My friends who were also in the Urban Alliance program were assigned departments that actually sounded interesting, like working with natural disasters in Africa or women’s rights across the world. Still, I was left with Transport based in Eastern Asia. 

But as luck would have it, as I began my internship, my mind was opened and I became excited for the program. I realized that the Transport Department is vital to the World Bank and even to my own life. 

During my first week, I attended multiple meetings relating to an ongoing project overseas. It was quickly made clear to me how difficult and compelling the jobs in the department were. 

Staff are sent on “missions” internationally to oversee the placement of roads, train stations, busses, and other transport infrastructure. They explore foreign laws and transport innovation that affect everyday citizens. 

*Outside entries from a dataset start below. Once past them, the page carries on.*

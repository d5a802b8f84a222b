//! Automatic camera framing: fit a bounding box into the view, and
//! animate between framed poses without fighting the user.

use crate::camera::Camera;
use engine_core::Aabb;
use glam::Vec3;

/// How long after user interaction ends before automatic framing may
/// move the camera again.
pub const INTERACTION_COOLDOWN: f32 = 0.75;

/// Default transition duration in seconds.
pub const TRANSITION_DURATION: f32 = 0.8;

/// A framed camera pose: eye position and look-target.
#[derive(Debug, Clone, Copy, PartialEq)]
pub struct CameraPose {
    pub position: Vec3,
    pub target: Vec3,
}

/// Distance at which a box of `max_dim` fits the frustum, with
/// `offset_factor > 1` leaving margin around the subject.
pub fn fit_distance(bounds: &Aabb, fov: f32, aspect: f32, offset_factor: f32) -> f32 {
    let max_dim = bounds.max_dim();
    let fit_height = max_dim / (2.0 * (fov / 2.0).tan());
    let fit_width = fit_height / aspect;
    offset_factor * fit_height.max(fit_width)
}

/// Pose framing `bounds` from the `bias` direction. A degenerate box
/// yields `None` (nothing to frame yet).
pub fn pose_for(
    bounds: &Aabb,
    bias: Vec3,
    fov: f32,
    aspect: f32,
    offset_factor: f32,
) -> Option<CameraPose> {
    if bounds.is_degenerate() {
        return None;
    }
    let center = bounds.center();
    let distance = fit_distance(bounds, fov, aspect, offset_factor);
    Some(CameraPose {
        position: center + bias.normalize_or_zero() * distance,
        target: center,
    })
}

/// A named framing preset: which direction to look from and how much
/// margin to leave. The caller maps the preset to a target box (whole
/// scene or a single sub-asset).
#[derive(Debug, Clone)]
pub struct ViewPreset {
    pub name: &'static str,
    pub bias: Vec3,
    pub offset_factor: f32,
}

impl ViewPreset {
    /// Wide establishing shot, slightly elevated three-quarter view.
    pub fn establishing() -> Self {
        Self {
            name: "establishing",
            bias: Vec3::new(1.2, 0.65, 1.25),
            offset_factor: 1.3,
        }
    }

    /// Close-in detail shot on a specific sub-asset.
    pub fn detail() -> Self {
        Self {
            name: "detail",
            bias: Vec3::new(0.6, 0.35, 1.0),
            offset_factor: 1.05,
        }
    }
}

/// Smoothstep ease-in-out over `t` in `[0, 1]`.
fn ease_in_out(t: f32) -> f32 {
    let t = t.clamp(0.0, 1.0);
    t * t * (3.0 - 2.0 * t)
}

struct Transition {
    from: CameraPose,
    to: CameraPose,
    elapsed: f32,
    duration: f32,
}

/// Drives the camera toward requested poses, one tick per animation
/// frame. Transition requests while the user is manipulating the view
/// (or during the cooldown after) are dropped so input is never fought.
pub struct FramingController {
    transition: Option<Transition>,
    user_interacting: bool,
    cooldown_remaining: f32,
}

impl Default for FramingController {
    fn default() -> Self {
        Self::new()
    }
}

impl FramingController {
    pub fn new() -> Self {
        Self {
            transition: None,
            user_interacting: false,
            cooldown_remaining: 0.0,
        }
    }

    /// Request an animated transition to `pose`. Returns false when
    /// suppressed by interaction or cooldown. A granted request cancels
    /// any in-flight transition.
    pub fn focus(&mut self, camera: &Camera, pose: CameraPose) -> bool {
        if self.is_suppressed() {
            log::debug!("framing request suppressed (user interaction)");
            return false;
        }
        self.transition = Some(Transition {
            from: CameraPose {
                position: camera.position,
                target: camera.target,
            },
            to: pose,
            elapsed: 0.0,
            duration: TRANSITION_DURATION,
        });
        true
    }

    /// Jump to `pose` immediately (initial placement, no animation).
    pub fn snap(&mut self, camera: &mut Camera, pose: CameraPose) {
        self.transition = None;
        camera.position = pose.position;
        camera.target = pose.target;
    }

    /// The user started manipulating the view; halt any in-progress
    /// interpolation immediately.
    pub fn begin_interaction(&mut self) {
        self.user_interacting = true;
        self.transition = None;
    }

    /// The user released the view; framing stays suppressed for a
    /// short cooldown window.
    pub fn end_interaction(&mut self) {
        self.user_interacting = false;
        self.cooldown_remaining = INTERACTION_COOLDOWN;
    }

    pub fn is_suppressed(&self) -> bool {
        self.user_interacting || self.cooldown_remaining > 0.0
    }

    pub fn is_transitioning(&self) -> bool {
        self.transition.is_some()
    }

    /// Advance the cooldown and any active transition by `dt` seconds,
    /// writing the interpolated pose into `camera`.
    pub fn tick(&mut self, camera: &mut Camera, dt: f32) {
        if self.cooldown_remaining > 0.0 {
            self.cooldown_remaining = (self.cooldown_remaining - dt).max(0.0);
        }
        let Some(tr) = &mut self.transition else {
            return;
        };
        tr.elapsed += dt;
        let t = ease_in_out(tr.elapsed / tr.duration);
        camera.position = tr.from.position.lerp(tr.to.position, t);
        camera.target = tr.from.target.lerp(tr.to.target, t);
        if tr.elapsed >= tr.duration {
            camera.position = tr.to.position;
            camera.target = tr.to.target;
            self.transition = None;
        }
    }
}

#[cfg(test)]
mod tests {
    use super::*;

    fn unit_box() -> Aabb {
        Aabb::new(Vec3::splat(-1.0), Vec3::splat(1.0))
    }

    #[test]
    fn fit_distance_matches_formula() {
        let bounds = unit_box(); // max_dim = 2
        let fov = std::f32::consts::FRAC_PI_2; // tan(fov/2) = 1
        let d = fit_distance(&bounds, fov, 2.0, 1.0);
        // fit_height = 2 / 2 = 1; fit_width = 0.5; distance = 1.
        assert!((d - 1.0).abs() < 1e-5);
    }

    #[test]
    fn narrow_aspect_pushes_camera_back() {
        let bounds = unit_box();
        let fov = std::f32::consts::FRAC_PI_2;
        // aspect 0.5: fit_width = fit_height / 0.5 dominates.
        let d = fit_distance(&bounds, fov, 0.5, 1.0);
        assert!((d - 2.0).abs() < 1e-5);
    }

    #[test]
    fn pose_for_looks_at_center_from_bias() {
        let bounds = Aabb::new(Vec3::ZERO, Vec3::splat(2.0));
        let pose = pose_for(&bounds, Vec3::X, 1.0, 1.0, 1.5).unwrap();
        assert_eq!(pose.target, Vec3::splat(1.0));
        assert!(pose.position.x > pose.target.x);
        assert!((pose.position.y - pose.target.y).abs() < 1e-5);
    }

    #[test]
    fn degenerate_box_has_no_pose() {
        assert!(pose_for(&Aabb::EMPTY, Vec3::ONE, 1.0, 1.0, 1.0).is_none());
    }

    #[test]
    fn transition_eases_to_goal() {
        let mut camera = Camera {
            position: Vec3::ZERO,
            target: Vec3::ZERO,
            ..Default::default()
        };
        let mut framing = FramingController::new();
        let goal = CameraPose {
            position: Vec3::new(10.0, 0.0, 0.0),
            target: Vec3::new(1.0, 0.0, 0.0),
        };
        assert!(framing.focus(&camera, goal));

        // Halfway: somewhere strictly between start and goal.
        framing.tick(&mut camera, TRANSITION_DURATION / 2.0);
        assert!(camera.position.x > 0.0 && camera.position.x < 10.0);
        assert!(framing.is_transitioning());

        // Completion lands exactly on the goal.
        framing.tick(&mut camera, TRANSITION_DURATION);
        assert_eq!(camera.position, goal.position);
        assert_eq!(camera.target, goal.target);
        assert!(!framing.is_transitioning());
    }

    #[test]
    fn interaction_cancels_and_suppresses() {
        let mut camera = Camera::default();
        let start = camera.position;
        let mut framing = FramingController::new();
        let goal = CameraPose { position: Vec3::splat(5.0), target: Vec3::ZERO };

        assert!(framing.focus(&camera, goal));
        framing.begin_interaction();
        assert!(!framing.is_transitioning());

        // Suppressed while interacting and during cooldown.
        assert!(!framing.focus(&camera, goal));
        framing.end_interaction();
        assert!(!framing.focus(&camera, goal));

        // Cooldown expires; requests flow again.
        framing.tick(&mut camera, INTERACTION_COOLDOWN + 0.01);
        assert!(framing.focus(&camera, goal));
        assert_eq!(camera.position, start); // focus alone moves nothing
    }

    #[test]
    fn new_request_replaces_in_flight_transition() {
        let mut camera = Camera { position: Vec3::ZERO, target: Vec3::ZERO, ..Default::default() };
        let mut framing = FramingController::new();
        framing.focus(&camera, CameraPose { position: Vec3::splat(10.0), target: Vec3::ZERO });
        framing.tick(&mut camera, 0.1);

        let second = CameraPose { position: Vec3::new(-4.0, 0.0, 0.0), target: Vec3::ZERO };
        assert!(framing.focus(&camera, second));
        framing.tick(&mut camera, TRANSITION_DURATION * 2.0);
        assert_eq!(camera.position, second.position);
    }
}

During my time at the World Bank, my mind was opened to how relevant transport is and how closely it relates to other aspects of life. I was given valuable opportunities that I wouldn’t have on a daily basis. 

The World Bank also introduced me to professional mentors, like a communications specialist who gave me the scoop on broadcast journalism, a field I would like to go into. This summer internship gave me long-term practice in a workplace environment. 

And if the professional experience I gained this summer wasn’t enough, the free yoga and meditation classes that were provided certainly made up for it.